### What you have to do
Transcribe the records below. Leave nothing out and change nothing.

### Records shown
= = = = =

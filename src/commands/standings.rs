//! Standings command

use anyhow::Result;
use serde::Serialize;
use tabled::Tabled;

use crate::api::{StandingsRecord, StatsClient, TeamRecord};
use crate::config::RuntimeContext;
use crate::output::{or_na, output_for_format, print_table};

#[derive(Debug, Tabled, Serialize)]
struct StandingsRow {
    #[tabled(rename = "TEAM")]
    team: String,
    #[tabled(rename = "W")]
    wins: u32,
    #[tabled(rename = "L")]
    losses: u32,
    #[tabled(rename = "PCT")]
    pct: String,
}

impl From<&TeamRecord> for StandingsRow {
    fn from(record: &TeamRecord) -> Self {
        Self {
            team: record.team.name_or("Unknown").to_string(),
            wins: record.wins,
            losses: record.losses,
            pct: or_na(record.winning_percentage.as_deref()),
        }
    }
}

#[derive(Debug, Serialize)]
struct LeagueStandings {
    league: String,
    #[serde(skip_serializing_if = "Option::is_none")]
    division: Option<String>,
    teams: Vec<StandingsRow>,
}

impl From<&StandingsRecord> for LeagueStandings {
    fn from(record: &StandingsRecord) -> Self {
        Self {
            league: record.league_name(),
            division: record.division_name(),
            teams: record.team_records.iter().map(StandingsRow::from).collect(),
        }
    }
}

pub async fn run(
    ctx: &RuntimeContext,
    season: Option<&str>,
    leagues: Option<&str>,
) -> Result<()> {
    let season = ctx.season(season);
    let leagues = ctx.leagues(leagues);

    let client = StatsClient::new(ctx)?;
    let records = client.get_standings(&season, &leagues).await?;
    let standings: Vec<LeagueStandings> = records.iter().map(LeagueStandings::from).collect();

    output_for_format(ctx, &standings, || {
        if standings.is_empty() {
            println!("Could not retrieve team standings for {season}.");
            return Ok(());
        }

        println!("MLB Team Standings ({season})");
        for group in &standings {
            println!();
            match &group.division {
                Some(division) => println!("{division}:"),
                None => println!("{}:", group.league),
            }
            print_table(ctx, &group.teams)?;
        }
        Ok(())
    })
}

= = = = =

### Problem solution
filename src/commands/standings.rs
//! Standings command

use anyhow::Result;
use serde::Serialize;
use tabled::Tabled;

use crate::api::{StandingsRecord, StatsClient, TeamRecord};
use crate::config::RuntimeContext;
use crate::output::{or_na, output_for_format, print_table};

#[derive(Debug, Tabled, Serialize)]
struct StandingsRow {
    #[tabled(rename = "TEAM")]
    team: String,
    #[tabled(rename = "W")]
    wins: u32,
    #[tabled(rename = "L")]
    losses: u32,
    #[tabled(rename = "PCT")]
    pct: String,
}

impl From<&TeamRecord> for StandingsRow {
    fn from(record: &TeamRecord) -> Self {
        Self {
            team: record.team.name_or("Unknown").to_string(),
            wins: record.wins,
            losses: record.losses,
            pct: or_na(record.winning_percentage.as_deref()),
        }
    }
}

#[derive(Debug, Serialize)]
struct LeagueStandings {
    league: String,
    #[serde(skip_serializing_if = "Option::is_none")]
    division: Option<String>,
    teams: Vec<StandingsRow>,
}

impl From<&StandingsRecord> for LeagueStandings {
    fn from(record: &StandingsRecord) -> Self {
        Self {
            league: record.league_name(),
            division: record.division_name(),
            teams: record.team_records.iter().map(StandingsRow::from).collect(),
        }
    }
}

pub async fn run(
    ctx: &RuntimeContext,
    season: Option<&str>,
    leagues: Option<&str>,
) -> Result<()> {
    let season = ctx.season(season);
    let leagues = ctx.leagues(leagues);

    let client = StatsClient::new(ctx)?;
    let records = client.get_standings(&season, &leagues).await?;
    let standings: Vec<LeagueStandings> = records.iter().map(LeagueStandings::from).collect();

    output_for_format(ctx, &standings, || {
        if standings.is_empty() {
            println!("Could not retrieve team standings for {season}.");
            return Ok(());
        }

        println!("MLB Team Standings ({season})");
        for group in &standings {
            println!();
            match &group.division {
                Some(division) => println!("{division}:"),
                None => println!("{}:", group.league),
            }
            print_table(ctx, &group.teams)?;
        }
        Ok(())
    })
}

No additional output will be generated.